From the entries below, please output exactly the lines starting at the one containing "if len == 0" and ending at the one containing "counter text, e.g.", both included.

Stored items:

++++++++++++++++++++

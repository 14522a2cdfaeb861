use leptos::ev::MouseEvent;
use leptos::prelude::*;

use super::BRAND;
use crate::controller::SiteController;
use crate::router::{NavLink, PageId};

#[component]
pub fn Nav(links: Vec<NavLink>, home: PageId) -> impl IntoView {
    let controller = expect_context::<SiteController>();
    let home_href = home.href();

    view! {
        <nav class="nav">
            <div class="nav-inner">
                <a
                    href=home_href
                    class="nav-brand"
                    on:click=move |ev: MouseEvent| {
                        ev.prevent_default();
                        controller.route(home.as_str());
                    }
                >
                    <span class="nav-title">{BRAND}</span>
                </a>
                <div class="nav-links">
                    {links.into_iter().map(|link| view! { <NavItem link=link /> }).collect_view()}
                    <button class="nav-search" on:click=move |_| controller.toggle_search(None)>
                        "Search"
                    </button>
                </div>
            </div>
        </nav>
    }
}

#[component]
fn NavItem(link: NavLink) -> impl IntoView {
    let controller = expect_context::<SiteController>();
    let href = link.href();
    let label = link.label.clone();
    let target = link.target.clone();

    let class = move || {
        if controller.is_link_active(&link) {
            "nav-link active"
        } else {
            "nav-link"
        }
    };

    view! {
        <a
            href=href
            class=class
            on:click=move |ev: MouseEvent| {
                ev.prevent_default();
                controller.route(target.as_str());
            }
        >
            {label}
        </a>
    }
}
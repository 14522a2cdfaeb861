use leptos::prelude::*;

use super::{ContactForm, TiltCard};
use crate::router::{Page, PageCategory};

/// One routable section. Only the home section starts visible; afterwards
/// the controller owns the `active` and animation classes.
#[component]
pub fn PageSection(page: Page, initially_active: bool) -> impl IntoView {
    let class = if initially_active {
        format!("page-section active {}", page.category.animation().class())
    } else {
        "page-section".to_string()
    };
    let eyebrow = match page.category {
        PageCategory::Solution => Some("Solution"),
        PageCategory::Product => Some("Product"),
        PageCategory::General => None,
    };
    let cards = (!page.cards.is_empty()).then(|| {
        view! {
            <div class="card-grid" data-tilt="">
                {page.cards.into_iter().map(|card| view! { <TiltCard card=card /> }).collect_view()}
            </div>
        }
    });

    view! {
        <section id=page.id.to_string() class=class>
            <div class="container">
                <div class="section-header">
                    {eyebrow.map(|text| view! { <p class="section-eyebrow">{text}</p> })}
                    <h2 class="section-title">{page.title}</h2>
                    <p class="section-description">{page.summary}</p>
                </div>
                {cards}
                {page.contact_form.then(|| view! { <ContactForm /> })}
            </div>
        </section>
    }
}
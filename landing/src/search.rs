//! Predictive search over a fixed catalog of named entries.
//!
//! There is no backend: suggestions come from a case-insensitive substring
//! match over [`SearchEntry`] names, and a submitted query only produces a
//! "searching" toast.

use serde::Deserialize;

use crate::error::SearchError;
use crate::router::PageId;

#[derive(Debug, Clone, PartialEq, Eq, Deserialize)]
pub struct SearchEntry {
    pub name: String,
    pub page: PageId,
}

/// Entries plus the length limits that govern the search box.
#[derive(Debug, Clone)]
pub struct Catalog {
    entries: Vec<SearchEntry>,
    max_len: usize,
    predictive_min_len: usize,
}

impl Catalog {
    pub fn new(entries: Vec<SearchEntry>, max_len: usize, predictive_min_len: usize) -> Self {
        Self {
            entries,
            max_len,
            predictive_min_len,
        }
    }

    /// Entries whose name contains `query`, ignoring case. Queries shorter
    /// than the predictive minimum match nothing.
    pub fn suggestions(&self, query: &str) -> Vec<&SearchEntry> {
        if query_len(query) < self.predictive_min_len {
            return Vec::new();
        }
        let needle = query.to_lowercase();
        self.entries
            .iter()
            .filter(|entry| entry.name.to_lowercase().contains(&needle))
            .collect()
    }

    pub fn validate(&self, query: &str) -> Result<(), SearchError> {
        let len = query_len(query);
        if len == 0 {
            return Err(SearchError::Empty);
        }
        if len > self.max_len {
            return Err(SearchError::TooLong {
                len,
                max: self.max_len,
            });
        }
        Ok(())
    }

    /// Character counter text, e.g. `3 / 27`.
    pub fn counter(&self, query: &str) -> String {
        format!("{} / {}", query_len(query), self.max_len)
    }
}

fn query_len(query: &str) -> usize {
    query.chars().count()
}

/// State behind the search overlay: what has been typed and what the
/// suggestion panel currently lists.
#[derive(Debug, Clone, Default, PartialEq)]
pub struct SearchBox {
    query: String,
    suggestions: Vec<SearchEntry>,
}

impl SearchBox {
    pub fn query(&self) -> &str {
        &self.query
    }

    pub fn suggestions(&self) -> &[SearchEntry] {
        &self.suggestions
    }

    /// The panel is shown only while it has something to show.
    pub fn panel_open(&self) -> bool {
        !self.suggestions.is_empty()
    }

    /// Keystroke: store the new value and recompute suggestions.
    pub fn input(&mut self, value: String, catalog: &Catalog) {
        self.suggestions = catalog.suggestions(&value).into_iter().cloned().collect();
        self.query = value;
    }

    /// Form submission. On success the box is cleared and the accepted
    /// query is returned; on error the box is left as typed.
    pub fn submit(&mut self, catalog: &Catalog) -> Result<String, SearchError> {
        catalog.validate(&self.query)?;
        let query = std::mem::take(&mut self.query);
        self.suggestions.clear();
        Ok(query)
    }

    /// A suggestion was picked. Clears the box and hands back its page.
    pub fn select(&mut self, entry: &SearchEntry) -> PageId {
        self.clear();
        entry.page.clone()
    }

    pub fn clear(&mut self) {
        self.query.clear();
        self.suggestions.clear();
    }
}
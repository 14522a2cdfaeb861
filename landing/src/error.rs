//! Error types for the site controller.
//!
//! None of these ever reach the visitor as a failure: search errors become
//! toasts, DOM errors are logged and skipped, config errors stop the mount.

use thiserror::Error;

use crate::router::PageId;

/// Rejected search submission. The `Display` text is the toast message.
#[derive(Debug, Clone, PartialEq, Eq, Error)]
pub enum SearchError {
    #[error("Please enter a search term.")]
    Empty,
    #[error("Maximum {max} characters exceeded.")]
    TooLong { len: usize, max: usize },
}

/// Invalid site configuration.
#[derive(Debug, Error)]
pub enum ConfigError {
    #[error("failed to parse site config: {0}")]
    Parse(#[from] toml::de::Error),
    #[error("page `{0}` is declared more than once")]
    DuplicatePage(PageId),
    #[error("home page `{0}` is not a declared page")]
    UnknownHome(PageId),
    #[error("{origin} points at unknown page `{page}`")]
    UnknownTarget { origin: String, page: PageId },
    #[error("search limit `{0}` must be greater than zero")]
    ZeroLimit(&'static str),
    #[error("unknown log level `{0}`")]
    LogLevel(String),
}

/// Something the browser shell expected in the document was not there.
#[derive(Debug, Clone, PartialEq, Eq, Error)]
pub enum DomError {
    #[error("no window object")]
    NoWindow,
    #[error("window has no document")]
    NoDocument,
}

#[cfg(test)]
mod tests {
    use super::*;

    #[test]
    fn search_errors_read_as_toast_messages() {
        assert_eq!(SearchError::Empty.to_string(), "Please enter a search term.");
        assert_eq!(
            SearchError::TooLong { len: 28, max: 27 }.to_string(),
            "Maximum 27 characters exceeded."
        );
    }

    #[test]
    fn config_error_names_the_dangling_reference() {
        let err = ConfigError::UnknownTarget {
            origin: "search entry `Cogito`".into(),
            page: PageId::from("prod-missing"),
        };
        assert_eq!(
            err.to_string(),
            "search entry `Cogito` points at unknown page `prod-missing`"
        );
    }
}
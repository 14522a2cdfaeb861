//! `tracing` output for the browser.
//!
//! Events are formatted by `tracing-subscriber`'s fmt layer (no timestamps,
//! the console adds its own; no ANSI colours) and each formatted line is
//! handed to the `console` method that matches its level.

use std::io;

use tracing::{Level, Metadata};
use tracing_subscriber::fmt::MakeWriter;
use wasm_bindgen::JsValue;

/// Install the console subscriber. Calling it twice is harmless.
pub fn init(level: Level) {
    let installed = tracing_subscriber::fmt()
        .with_writer(ConsoleMakeWriter)
        .with_max_level(level)
        .with_ansi(false)
        .without_time()
        .with_target(false)
        .try_init();

    if installed.is_ok() {
        tracing::debug!(%level, "console logging ready");
    }
}

#[derive(Debug, Clone, Copy)]
struct ConsoleMakeWriter;

impl<'a> MakeWriter<'a> for ConsoleMakeWriter {
    type Writer = ConsoleWriter;

    fn make_writer(&'a self) -> Self::Writer {
        ConsoleWriter::new(Level::INFO)
    }

    fn make_writer_for(&'a self, meta: &Metadata<'_>) -> Self::Writer {
        ConsoleWriter::new(*meta.level())
    }
}

/// Buffers one formatted event and flushes it to the console on drop.
struct ConsoleWriter {
    level: Level,
    buf: Vec<u8>,
}

impl ConsoleWriter {
    fn new(level: Level) -> Self {
        Self {
            level,
            buf: Vec::new(),
        }
    }
}

impl io::Write for ConsoleWriter {
    fn write(&mut self, bytes: &[u8]) -> io::Result<usize> {
        self.buf.extend_from_slice(bytes);
        Ok(bytes.len())
    }

    fn flush(&mut self) -> io::Result<()> {
        Ok(())
    }
}

impl Drop for ConsoleWriter {
    fn drop(&mut self) {
        if self.buf.is_empty() {
            return;
        }
        let text = String::from_utf8_lossy(&self.buf);
        let line = JsValue::from_str(text.trim_end());
        match self.level {
            Level::ERROR => web_sys::console::error_1(&line),
            Level::WARN => web_sys::console::warn_1(&line),
            Level::INFO => web_sys::console::info_1(&line),
            Level::DEBUG => web_sys::console::log_1(&line),
            _ => web_sys::console::debug_1(&line),
        }
    }
}
//! # meridian-landing
//!
//! Client-side controller for the Meridian single-page marketing site,
//! built with Leptos 0.8 in CSR mode.
//!
//! The page is a stack of sections of which one is visible at a time, a
//! search overlay with predictive suggestions over a fixed catalog, tilting
//! cards, a contact form and a toast. No network, no persistence.
//!
//! ## Layout
//!
//! - [`config`], [`router`], [`search`], [`tilt`], [`toast`] - plain state
//!   and rules, no DOM access
//! - [`controller`] - the reactive [`SiteController`] shared by all views
//! - [`dom`] - the few imperative document operations
//! - [`sections`] - Leptos components
//!
//! ---
//!
//! Developed by the Meridian Web Team (c)2025

pub mod app;
pub mod config;
pub mod controller;
pub mod dom;
pub mod error;
pub mod logging;
pub mod router;
pub mod search;
pub mod sections;
pub mod tilt;
pub mod toast;

pub use app::App;
pub use config::SiteConfig;
pub use controller::SiteController;
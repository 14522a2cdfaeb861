use leptos::ev::SubmitEvent;
use leptos::prelude::*;

use crate::controller::SiteController;
use crate::search::SearchEntry;

/// Full-screen search overlay with predictive suggestions.
#[component]
pub fn SearchOverlay() -> impl IntoView {
    let controller = expect_context::<SiteController>();

    let overlay_class = move || {
        if controller.overlay_open() {
            "search-overlay active"
        } else {
            "search-overlay"
        }
    };
    let panel_class = move || {
        if controller.panel_open() {
            "search-suggestions active"
        } else {
            "search-suggestions"
        }
    };

    view! {
        <div id="searchOverlay" class=overlay_class>
            <button class="search-close" on:click=move |_| controller.toggle_search(Some(false))>
                "Close"
            </button>
            <form
                id="searchForm"
                class="search-form"
                on:submit=move |ev: SubmitEvent| {
                    ev.prevent_default();
                    controller.submit_search();
                }
            >
                <input
                    id="searchInput"
                    class="search-input"
                    type="text"
                    autocomplete="off"
                    placeholder="Search products, solutions, pages..."
                    node_ref=controller.search_input_ref()
                    prop:value=move || controller.query()
                    on:input=move |ev| controller.search_input(event_target_value(&ev))
                />
                <span id="charCount" class="char-count">{move || controller.counter()}</span>
            </form>
            <div id="searchSuggestions" class=panel_class>
                <For
                    each=move || controller.suggestions()
                    key=|entry: &SearchEntry| entry.name.clone()
                    children=move |entry: SearchEntry| {
                        let name = entry.name.clone();
                        view! {
                            <div
                                class="suggestion-item"
                                on:click=move |_| controller.go_to_search_result(&entry)
                            >
                                {name}
                            </div>
                        }
                    }
                />
            </div>
        </div>
    }
}
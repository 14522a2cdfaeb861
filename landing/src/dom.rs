//! Imperative document access.
//!
//! Leptos renders the shell; a few effects still have to poke the live
//! elements directly: restarting a section's entry animation needs a forced
//! reflow between removing and re-adding classes, and the tilt writes inline
//! style on every pointer move.

use wasm_bindgen::JsCast;
use web_sys::{Document, Element, HtmlElement};

use crate::error::DomError;
use crate::router::Animation;
use crate::tilt::{Rect, Tilt};

const SECTION_CLASS: &str = "page-section";
const ACTIVE: &str = "active";

pub fn document() -> Result<Document, DomError> {
    web_sys::window()
        .ok_or(DomError::NoWindow)?
        .document()
        .ok_or(DomError::NoDocument)
}

/// Show `target` as the only active section and replay its animation.
pub fn reveal_section(document: &Document, target: &Element, animation: Animation) {
    let sections = document.get_elements_by_class_name(SECTION_CLASS);
    for index in 0..sections.length() {
        if let Some(section) = sections.item(index) {
            clear_section(&section);
        }
    }

    // Without the reflow the browser coalesces remove+add and the
    // animation does not restart.
    force_reflow(target);

    let classes = target.class_list();
    let _ = classes.add_1(animation.class());
    let _ = classes.add_1(ACTIVE);

    scroll_to_top();
}

fn clear_section(section: &Element) {
    let classes = section.class_list();
    let _ = classes.remove_1(ACTIVE);
    for animation in Animation::ALL {
        let _ = classes.remove_1(animation.class());
    }
}

fn force_reflow(element: &Element) {
    if let Some(html) = element.dyn_ref::<HtmlElement>() {
        let _ = html.offset_width();
    }
}

fn scroll_to_top() {
    if let Some(window) = web_sys::window() {
        window.scroll_to_with_x_and_y(0.0, 0.0);
    }
}

pub fn bounding_rect(element: &Element) -> Rect {
    let rect = element.get_bounding_client_rect();
    Rect {
        left: rect.left(),
        top: rect.top(),
        width: rect.width(),
        height: rect.height(),
    }
}

pub fn apply_tilt(card: &HtmlElement, tilt: &Tilt, transform: &str) {
    let style = card.style();
    let _ = style.set_property("--mouse-x", &tilt.mouse_x_px());
    let _ = style.set_property("--mouse-y", &tilt.mouse_y_px());
    let _ = style.set_property("transform", transform);
}

pub fn reset_tilt(card: &HtmlElement, transform: &str) {
    let _ = card.style().set_property("transform", transform);
}
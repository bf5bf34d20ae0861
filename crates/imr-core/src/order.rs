//! The normalized inbound message.
//!
//! An [`Order`] is what every platform event is reduced to before routing:
//! the message text, the group it arrived in, and who sent it. Orders are
//! immutable once built and are shared read-only between all handlers that
//! match them.

use std::fmt;

use serde::{Deserialize, Serialize};

use crate::error::{OrderError, OrderResult};

/// A normalized inbound chat message.
///
/// Deserialization goes through [`Order::new`], so a decoded order upholds
/// the same non-empty invariants as a constructed one.
#[derive(Debug, Clone, PartialEq, Eq, Serialize, Deserialize)]
#[serde(try_from = "OrderFields")]
pub struct Order {
    message: String,
    group_id: i64,
    sender_id: i64,
    sender_nick: String,
}

impl Order {
    /// Creates a new order.
    ///
    /// Fails when the message text or the sender nick is empty.
    pub fn new(
        message: impl Into<String>,
        group_id: i64,
        sender_id: i64,
        sender_nick: impl Into<String>,
    ) -> OrderResult<Self> {
        let message = message.into();
        let sender_nick = sender_nick.into();

        if message.is_empty() {
            return Err(OrderError::EmptyMessage);
        }
        if sender_nick.is_empty() {
            return Err(OrderError::EmptySenderNick);
        }

        Ok(Self {
            message,
            group_id,
            sender_id,
            sender_nick,
        })
    }

    /// Returns the message text.
    pub fn message(&self) -> &str {
        &self.message
    }

    /// Returns the group the message arrived in.
    pub fn group_id(&self) -> i64 {
        self.group_id
    }

    /// Returns the sender's account number.
    pub fn sender_id(&self) -> i64 {
        self.sender_id
    }

    /// Returns the sender's display name.
    pub fn sender_nick(&self) -> &str {
        &self.sender_nick
    }

    /// Returns a multi-line, human-readable description of this order.
    ///
    /// ```text
    /// OrderInfo:
    ///     GroupNumber->42
    ///     SenderNumber->7
    ///     SenderNick->alice
    ///     MessageContent->ping
    /// ```
    pub fn describe(&self) -> String {
        self.to_string()
    }
}

#[derive(Deserialize)]
struct OrderFields {
    message: String,
    group_id: i64,
    sender_id: i64,
    sender_nick: String,
}

impl TryFrom<OrderFields> for Order {
    type Error = OrderError;

    fn try_from(fields: OrderFields) -> OrderResult<Self> {
        Self::new(
            fields.message,
            fields.group_id,
            fields.sender_id,
            fields.sender_nick,
        )
    }
}

impl fmt::Display for Order {
    fn fmt(&self, f: &mut fmt::Formatter<'_>) -> fmt::Result {
        write!(
            f,
            "OrderInfo:\n    GroupNumber->{}\n    SenderNumber->{}\n    SenderNick->{}\n    MessageContent->{}",
            self.group_id, self.sender_id, self.sender_nick, self.message
        )
    }
}

#[cfg(test)]
mod tests {
    use super::*;
    use tokio_test::{assert_err, assert_ok};

    #[test]
    fn test_new_order() {
        let order = assert_ok!(Order::new("ping", 42, 7, "alice"));
        assert_eq!(order.message(), "ping");
        assert_eq!(order.group_id(), 42);
        assert_eq!(order.sender_id(), 7);
        assert_eq!(order.sender_nick(), "alice");
    }

    #[test]
    fn test_empty_fields_rejected() {
        assert_eq!(
            assert_err!(Order::new("", 1, 2, "alice")),
            OrderError::EmptyMessage
        );
        assert_eq!(
            assert_err!(Order::new("hi", 1, 2, "")),
            OrderError::EmptySenderNick
        );
    }

    #[test]
    fn test_deserialize_validates() {
        let order: Order = serde_json::from_str(
            r#"{"message":"hi","group_id":1,"sender_id":2,"sender_nick":"bob"}"#,
        )
        .unwrap();
        assert_eq!(order.sender_nick(), "bob");

        let empty = serde_json::from_str::<Order>(
            r#"{"message":"","group_id":1,"sender_id":2,"sender_nick":"bob"}"#,
        );
        assert!(empty.is_err());
    }

    #[test]
    fn test_describe() {
        let order = Order::new("ping", 42, 7, "alice").unwrap();
        assert_eq!(
            order.describe(),
            "OrderInfo:\n    GroupNumber->42\n    SenderNumber->7\n    SenderNick->alice\n    MessageContent->ping"
        );
    }
}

++++++++++++++++++++

Response to the task
        if len == 0 {
            return Err(SearchError::Empty);
        }
        if len > self.max_len {
            return Err(SearchError::TooLong {
                len,
                max: self.max_len,
            });
        }
        Ok(())
    }

    /// Character counter text, e.g. `3 / 27`.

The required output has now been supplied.